Over Thanksgiving I spent most of my time with my wife. She’s staying at her sister’s house right now with her sister and her mother. Her little brother (20) was in-town for the holiday and he had a court case the day before Thanksgiving. Let me begin by saying that there is some animosity for her brother from a past incident which I’ll touch on briefly at the end of this post. So I just want to know if I was wrong and maybe got pissed off because of some suppressed ill feeling I might have.

 

Tuesday night I went to my wife’s sister’s house after I got off work. Her brother was there and instead of saying “what’s up” he asked me for a cigar. I gave him a cigar as well as cigarettes throughout the night. I also saw my wife giving him cigarettes left and right. Both my wife and I continued to supply him with cigarettes throughout the night and I continued to give him cigars whenever he asked.

 

I had a real rough time sleeping that night actually I probably only got an hour or two of some restless sleep before I was asked to give him a ride to court that morning because he refused to take the bus. So, I took him to the courthouse so he wouldn’t get in trouble. Later that night, the same thing happened as the night before with him asking for both cigarettes and cigars all night long. Keep in mind that I had to buy a new pack of cigarettes earlier that day. Then after I had a couple of drinks he asked me if I could take him to the liquor store which I told him “No” because I had been drinking and wasn’t willing to risk a DUI. He begged me a couple more times and I had to tell him “No” several more times before he eventually left it alone.

 

The next day was Thanksgiving. Thanksgiving was nice; I got the chance to see her grandmother who I haven’t seen in awhile. I brought a 6 pack of Budweiser to the house and it only took about 10 minutes before he asked me for one. I guess I should be grateful that he asked. After dinner, we went back to the wife’s sister’s house to relax and eat some more if we didn’t have enough at Grandma’s. We weren’t there for long before her brother asked me if I could give him a ride to the liquor store which I did. After we got back from the store, he asked me for a couple more cigars and cigarettes before the night was over.

 

I went over to the house the next night and my wife, her little brother, and their nephew all ended up hanging out listening to music and smoking on cigars. My cigars. Well that was all good, however her little brother also kept asking me for cigarettes throughout the night until I looked and saw I only had 2 left. Then he told my wife to “Give me a cigarette”. She did and as she was giving it to him told him that she only had 2 left as well. He didn’t care; he took it anyway and smoked it. This pissed me off. Then a little while later he asks me for another cigar. I had already seen that my cigar supply was running thin the last time I gave him one so I told him “No”. Well, that pissed him off. He started going on and on about how it was messed up that I wouldn’t give him a cigar when I had some left, and wouldn’t leave it alone. Finally I had enough and had told him that over the last few days I’ve given him countless cigarettes and countless cigars as well as a ride to the liquor store. He got upset that I brought all that up and told me he thought I did it out of love. Then he said in front of my wife that if it wasn’t out of love that he wouldn’t let me kiss his sister in front of him.
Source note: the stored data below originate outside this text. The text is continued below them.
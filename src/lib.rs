//! sas-synth - Structured Additive Synthesis for Rust
//!
//! Sounds are described as a stream of frames, one per block of 512 samples.
//! A frame carries an overall amplitude, a fundamental frequency, a color
//! envelope (relative amplitude of each harmonic) and a warp envelope
//! (where each harmonic actually sounds). The [`Synthesizer`] places every
//! source in 3D space, drops the harmonics nobody can hear and renders the
//! rest as stereo sinusoids.
//!
//! # Examples
//!
//! ```
//! use sas_synth::{Block, Envelope, Position, StaticProducer, SynthConfig, Synthesizer};
//!
//! let mut synth = Synthesizer::new(SynthConfig::default().with_seed(1)).unwrap();
//!
//! let mut frame = synth.new_frame();
//! frame.set_amplitude(0.3);
//! frame.set_frequency(220.0);
//! frame.set_color(Envelope::make(220.0, &[1.0, 0.5, 0.25]).unwrap().for_color());
//!
//! synth.add_source(Position::new(1.0, 1.0, 0.0), StaticProducer::new(frame, Position::default()));
//!
//! let mut block: Block = [0.0; sas_synth::BLOCK_LEN];
//! for _ in 0..4 {
//!     synth.synthesize(&mut block);
//! }
//! assert_eq!(synth.statistics().active_tracks, 3);
//! ```

pub mod config;
pub mod envelope;
pub mod error;
pub mod frame;
pub mod interpolation;
pub mod mask;
pub mod producer;
pub mod spectral;
pub mod synth;

// Re-export commonly used types at the crate root
pub use config::{
    BLOCK_LEN, BLOCK_RATE, Block, MAX_AUDIBLE_FREQUENCY, SAMPLES_PER_BLOCK, SAMPLING_RATE,
    SynthConfig,
};
pub use envelope::{BoundaryPolicy, DefaultEnvelopes, Envelope, EnvelopeRef, RawEnvelope};
pub use error::{Result, SynthError};
pub use frame::Frame;
pub use producer::{FramePlayer, FrameProducer, StaticHandle, StaticProducer};
pub use spectral::{FrameSource, PartialTrack, SpectralFrames};
pub use synth::{Position, Removal, SourceId, SourceState, Statistics, Synthesizer};
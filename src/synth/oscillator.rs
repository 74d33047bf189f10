use std::f64::consts::TAU;

use crate::config::SAMPLING_RATE;

/// Sinusoidal oscillator state as a unit vector rotated once per sample.
///
/// The output is the imaginary part. Rotating by `e^{iω}` costs four
/// multiplications per sample and keeps the phase continuous when the
/// frequency changes between steps.
#[derive(Debug, Clone, Copy, PartialEq, Default)]
pub struct Rotor {
    re: f64,
    im: f64,
}

impl Rotor {
    /// Starts at `phase` radians.
    pub fn from_phase(phase: f64) -> Self {
        let (im, re) = phase.sin_cos();
        Self { re, im }
    }

    /// Current output sample.
    pub fn value(&self) -> f64 {
        self.im
    }

    /// Current phase in `(-π, π]`.
    #[cfg(test)]
    pub(crate) fn phase(&self) -> f64 {
        self.im.atan2(self.re)
    }

    /// Adds `out.len() / 2` stereo samples into the interleaved `out`.
    ///
    /// The amplitude ramps linearly from `from` towards `to` across the run,
    /// scaled by the channel gains `left` and `right`.
    pub fn render(
        &mut self,
        frequency: f64,
        from: f64,
        to: f64,
        left: f64,
        right: f64,
        out: &mut [f64],
    ) {
        let samples = out.len() / 2;
        let (sin_w, cos_w) = omega(frequency).sin_cos();

        let step = (to - from) / samples as f64;
        let mut l = left * from;
        let mut r = right * from;
        let l_step = left * step;
        let r_step = right * step;

        let (mut re, mut im) = (self.re, self.im);
        for frame in out.chunks_exact_mut(2) {
            frame[0] += l * im;
            frame[1] += r * im;
            l += l_step;
            r += r_step;

            let prev = re;
            re = prev * cos_w - im * sin_w;
            im = prev * sin_w + im * cos_w;
        }
        self.re = re;
        self.im = im;
    }

    /// Advances the phase by `samples` without producing output.
    pub fn skip(&mut self, frequency: f64, samples: usize) {
        let (sin_w, cos_w) = (omega(frequency) * samples as f64).sin_cos();
        let prev = self.re;
        self.re = prev * cos_w - self.im * sin_w;
        self.im = prev * sin_w + self.im * cos_w;
    }
}

#[inline]
fn omega(frequency: f64) -> f64 {
    TAU * frequency / SAMPLING_RATE
}

#[cfg(test)]
mod tests {
    use super::*;

    const EPSILON: f64 = 1e-9;

    #[test]
    fn test_render_matches_sine() {
        let phase = 0.3;
        let frequency = 1000.0;
        let mut rotor = Rotor::from_phase(phase);
        let mut out = vec![0.0; 2 * 512];
        rotor.render(frequency, 1.0, 1.0, 0.25, 0.75, &mut out);

        for n in 0..512 {
            let expected = (phase + omega(frequency) * n as f64).sin();
            assert!((out[2 * n] - 0.25 * expected).abs() < EPSILON);
            assert!((out[2 * n + 1] - 0.75 * expected).abs() < EPSILON);
        }
    }

    #[test]
    fn test_render_accumulates() {
        let mut out = vec![1.0; 8];
        let mut rotor = Rotor::from_phase(std::f64::consts::FRAC_PI_2);
        rotor.render(0.0, 0.5, 0.5, 1.0, 1.0, &mut out);
        for v in out {
            assert!((v - 1.5).abs() < EPSILON);
        }
    }

    #[test]
    fn test_amplitude_ramp() {
        let mut out = vec![0.0; 2 * 4];
        let mut rotor = Rotor::from_phase(std::f64::consts::FRAC_PI_2);
        rotor.render(0.0, 0.0, 1.0, 1.0, 1.0, &mut out);
        let left: Vec<f64> = out.iter().step_by(2).copied().collect();
        assert!((left[0] - 0.0).abs() < EPSILON);
        assert!((left[1] - 0.25).abs() < EPSILON);
        assert!((left[3] - 0.75).abs() < EPSILON);
    }

    #[test]
    fn test_skip_matches_render_phase() {
        let mut rendered = Rotor::from_phase(1.0);
        let mut skipped = rendered;
        let mut scratch = vec![0.0; 2 * 64];
        rendered.render(440.0, 0.0, 0.0, 1.0, 1.0, &mut scratch);
        skipped.skip(440.0, 64);
        assert!((rendered.value() - skipped.value()).abs() < 1e-9);
        assert!((rendered.phase() - skipped.phase()).abs() < 1e-9);
    }
}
I told him that nobody is going to tell me when and when I can’t kiss my wife. He complained a little more then walked away. After he left I turned to her and told her I was pissed off that she didn’t say anything. I told her she should have said something after he brought her into the conversation. And she told me that I handled the situation how I saw fit and that she wasn’t going to get into it because I’m a grown man and should be able to handle the situation like a man.

 

Needless to say that this pissed me off, so I decided to leave. I had given her $20 earlier that day and made a comment about her hanging onto it because her brother would probably borrow it off of her eventually anyway. I had already seen her brother borrow 2 dollars off of her while in the time that I was there. Well that comment earned me a phone call a couple hours later telling me how immature I am. Me? O.K. I also spoke with her mother who then blamed his behavior on the alcohol (I guess I should have mentioned he was drinking a bottle of E&J throughout the night). No, this to me was unacceptable. 1) The alcohol always takes the blame so he doesn’t have to. A couple of years back; he broke his other sister’s side mirror on her SUV and jumped out of the vehicle while she was stopped at a red light because she wouldn’t take him to the store. He then kept blasting her stereo equipment, attempted to leave, and argued with his sister. I had to restrain him from leaving out the house that night and to this day I still think he hit his sister as well, but I can’t prove it. That night ended with him on the bus back to New York.

 

My question is where id I go wrong in this situation? Should I just let him run all over me? Was my comment that bad? Did I have a right to be pissed about the wife not getting into the situation or was she right for not getting into it? That’s probably the mot important part of the whole situation. Because I would never let something between my sister and my wife even come close to reaching a level like that.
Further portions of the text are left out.